Beberapa kali saya dituduh antek Syiah, atau antek liberal, karena dalam pandangan mereka, saya mungkin terlihat membela. Padahal saya muslim biasa saja dan tidak berafiliasi dengan golongan manapun. Hanya semata berprinsip: Jangan menilai orang dari labelnya. Kalaupun benar labelnya, belum tentu isi sesuai kemasan label. Tak penting siapa yang mengucapkan, kalau itu mengandung hikmah, mengapa malu belajar? Dari siapapun, ambillah hikmah itu. Janganlah kebencian terhadap suatu kaum membuatmu berlaku tidak adil, itu yang diajarkan di quran, sepengetahuan saya yang awam ini.
Saat ini gelombang “Let’s hate Syiah” yang lagi trendi adalah soal MUI yang menyatakan bahwa Quraish Shihab adalah ulama Syiah yang sesat. Saya teringat, sekitar tahun 2008, umat Islam dipojokkan oleh film Fitna karya politisi Belanda Geert Wilders.Tak urung kemarahan, demo, bakar bendera rame-rame dan bawa spanduk “Kill Wilders”, mengutuk si pelaku, jadi tren di Indonesia. Apakah yang Quraish Shihab lakukan? Beliau menulis. Ya, menulis tanggapan terhadap poin-poin yang dicela Geert Wilders dalam film tersebut. Tulisan tersebut beliau sebarkan gratis melalui media elektronik dalam bentuk pdf, beberapa dicetak dan dibagikan gratis di kerumunan tabligh akbar atau demo orang-orang yang marah menyuarakan ingin membunuh Geert Wilders. Beliau tidak mengompori orang atau mengerahkan massa turun ke jalan. Cara “marah” beliau adalah dengan berbagi ilmu, menyebarkannya pada umat Islam agar tidak usah panik. Semua celaan gampang sekali dipatahkan kalau kita rajin mengkaji kitab kita sendiri. Tidak usah marah pada orang yang mencela. Buat apa resah, kalau kita yakin atas dasar iman dan ilmu bahwa Islam agama damai dan terus membuktikan kedamaian itu. Bukannya malah marah yang kontraproduktif dan membuktikan umat Islam pemarah dan mudah terprovokasi.
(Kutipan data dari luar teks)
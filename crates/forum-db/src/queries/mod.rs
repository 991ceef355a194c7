//! Queries grouped by table family. Each submodule adds methods to
//! [`crate::Database`].

mod admins;
mod announcements;
mod line_groups;
mod points;
mod posts;
mod replies;
mod reports;
mod stats;
mod uploads;
mod users;
mod votes;

use rusqlite::Row;

use crate::models::AuthorRow;

/// `?start, ?start+1, ...` for an `IN (...)` list.
pub(crate) fn placeholders(start: usize, count: usize) -> String {
    (start..start + count)
        .map(|i| format!("?{}", i))
        .collect::<Vec<_>>()
        .join(", ")
}

/// Reads the three joined author columns starting at `idx`. A LEFT JOIN with
/// no match yields `None`.
pub(crate) fn author_at(row: &Row<'_>, idx: usize) -> rusqlite::Result<Option<AuthorRow>> {
    let id: Option<String> = row.get(idx)?;
    Ok(match id {
        Some(id) => Some(AuthorRow {
            id,
            username: row.get(idx + 1)?,
            avatar_url: row.get(idx + 2)?,
        }),
        None => None,
    })
}

/// Order applied to applications and reports: pending first, newest next.
pub(crate) fn pending_first(alias: &str) -> String {
    format!(
        "CASE {a}.status WHEN 'pending' THEN 0 ELSE 1 END, {a}.created_at DESC",
        a = alias
    )
}

#[cfg(test)]
mod tests {
    use super::*;

    #[test]
    fn placeholder_list() {
        assert_eq!(placeholders(1, 3), "?1, ?2, ?3");
        assert_eq!(placeholders(2, 1), "?2");
        assert_eq!(placeholders(1, 0), "");
    }

    #[test]
    fn pending_first_qualifies_columns() {
        assert_eq!(
            pending_first("a"),
            "CASE a.status WHEN 'pending' THEN 0 ELSE 1 END, a.created_at DESC"
        );
    }
}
Quraish Shihab, dia Syiah atau bukan, itu urusan beliau sama Allah. Apa kita tidak akan belajar untuk lebih berilmu seperti beliau, hanya karena beliau divonis Syiah? Ada beberapa pandangan beliau yang saya kurang sepakat, tetapi bagi saya bukan halangan untuk belajar ilmunya yang seabreg. Salah satunya adalah buku Membumikan Al Quran, bagaimana mempraktekkan ajaran kitab dalam hal-hal sehari-hari yang simpel, tidak usah muluk-muluk.
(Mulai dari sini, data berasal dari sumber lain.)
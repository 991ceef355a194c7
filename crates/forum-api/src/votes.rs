use axum::{
    Json,
    extract::{Path, State},
    http::StatusCode,
    response::IntoResponse,
};
use tracing::debug;

use forum_db::models::VoteOutcome;
use forum_db::new_id;
use forum_types::api::{ReportRequest, VoteRequest, VoteResponse};

use crate::error::ApiError;
use crate::middleware::AuthUser;
use crate::points::{POST_UPVOTED_REWARD, REPLY_UPVOTED_REWARD, reward};
use crate::validate::{non_blank, optional_max_len, require_len};
use crate::{AppState, run_blocking, views};

fn vote_response(outcome: VoteOutcome) -> VoteResponse {
    VoteResponse {
        upvote_count: outcome.upvote_count,
        downvote_count: outcome.downvote_count,
        user_vote: outcome.current,
    }
}

/// POST /posts/{post_id}/vote
pub async fn vote_post(
    State(state): State<AppState>,
    user: AuthUser,
    Path(post_id): Path<String>,
    Json(req): Json<VoteRequest>,
) -> Result<Json<VoteResponse>, ApiError> {
    let outcome = run_blocking(&state, move |db| {
        let post = db
            .get_post(&post_id)?
            .ok_or_else(|| ApiError::not_found("Post not found"))?;
        let outcome = db.vote_post(&post_id, &user.id, req.vote_type)?;
        if outcome.fresh_upvote && post.author_id != user.id {
            reward(db, &post.author_id, POST_UPVOTED_REWARD, "post upvoted");
        }
        Ok(outcome)
    })
    .await?;

    debug!(up = outcome.upvote_count, down = outcome.downvote_count, "Post vote recorded");
    Ok(Json(vote_response(outcome)))
}

/// POST /posts/{post_id}/replies/{reply_id}/vote
pub async fn vote_reply(
    State(state): State<AppState>,
    user: AuthUser,
    Path((post_id, reply_id)): Path<(String, String)>,
    Json(req): Json<VoteRequest>,
) -> Result<Json<VoteResponse>, ApiError> {
    let outcome = run_blocking(&state, move |db| {
        let reply = db
            .get_reply(&reply_id)?
            .ok_or_else(|| ApiError::not_found("Reply not found"))?;
        if reply.post_id != post_id {
            return Err(ApiError::bad_request("Reply does not belong to this post"));
        }
        let outcome = db.vote_reply(&reply_id, &user.id, req.vote_type)?;
        if outcome.fresh_upvote && reply.author_id != user.id {
            reward(db, &reply.author_id, REPLY_UPVOTED_REWARD, "reply upvoted");
        }
        Ok(outcome)
    })
    .await?;

    Ok(Json(vote_response(outcome)))
}

fn validate_report(req: &ReportRequest) -> Result<(String, Option<String>), ApiError> {
    let reason = req.reason.trim().to_string();
    require_len("reason", &reason, 1, 200)?;
    let description = non_blank(req.description.clone());
    optional_max_len("description", description.as_deref(), 1000)?;
    Ok((reason, description))
}

/// POST /posts/{post_id}/report
pub async fn report_post(
    State(state): State<AppState>,
    user: AuthUser,
    Path(post_id): Path<String>,
    Json(req): Json<ReportRequest>,
) -> Result<impl IntoResponse, ApiError> {
    let (reason, description) = validate_report(&req)?;

    let report = run_blocking(&state, move |db| {
        if db.get_post(&post_id)?.is_none() {
            return Err(ApiError::not_found("Post not found"));
        }
        db.create_report(&new_id(), &post_id, None, &user.id, &reason, description.as_deref())?
            .ok_or_else(|| ApiError::bad_request("You have already reported this post"))
    })
    .await?;

    Ok((StatusCode::CREATED, Json(views::report(report))))
}

/// POST /posts/{post_id}/replies/{reply_id}/report
pub async fn report_reply(
    State(state): State<AppState>,
    user: AuthUser,
    Path((post_id, reply_id)): Path<(String, String)>,
    Json(req): Json<ReportRequest>,
) -> Result<impl IntoResponse, ApiError> {
    let (reason, description) = validate_report(&req)?;

    let report = run_blocking(&state, move |db| {
        let reply = db
            .get_reply(&reply_id)?
            .ok_or_else(|| ApiError::not_found("Reply not found"))?;
        if reply.post_id != post_id {
            return Err(ApiError::bad_request("Reply does not belong to this post"));
        }
        db.create_report(
            &new_id(),
            &post_id,
            Some(&reply_id),
            &user.id,
            &reason,
            description.as_deref(),
        )?
        .ok_or_else(|| ApiError::bad_request("You have already reported this reply"))
    })
    .await?;

    Ok((StatusCode::CREATED, Json(views::report(report))))
}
Kembali lagi kepada tren mengutuk Syiah. Saya bukan penggemar teori konspirasi, tapi gelombang yang mengajarkan kita untuk membenci belakangan ini membuat saya curiga juga semua ini ada biang keroknya, penyandang dananya. Orang-orang yang biasanya doyan teori konspirasi Yahudi malah juga getol menyebarkan kebencian terhadap Syiah. Mungkinkah mereka ini justru secara gak sadar jadi obyek yang dimanfaatkan sama sang konspirator? (Abis gampang banget dikomporin. Dikasi gambar hoax dikit langsung sebar). Konspirator yang tidak ingin kalau Indonesia damai, yang diuntungkan oleh perang dan konflik. Wallahu Alam. Sekali lagi, pikir-pikir dahulu lah sebelum meneruskan berita, jangan karena dari “gank” atau golongan sendiri dijamin pasti benar dan bebas hoax. Kita dianugerahi akal oleh Allah untuk menganalisa, jangan sampai kita kufur nikmat atas akal yang Dia berikan, cuma karena ikutan trendi dan akibat peer pressure orang-orang di sekitar.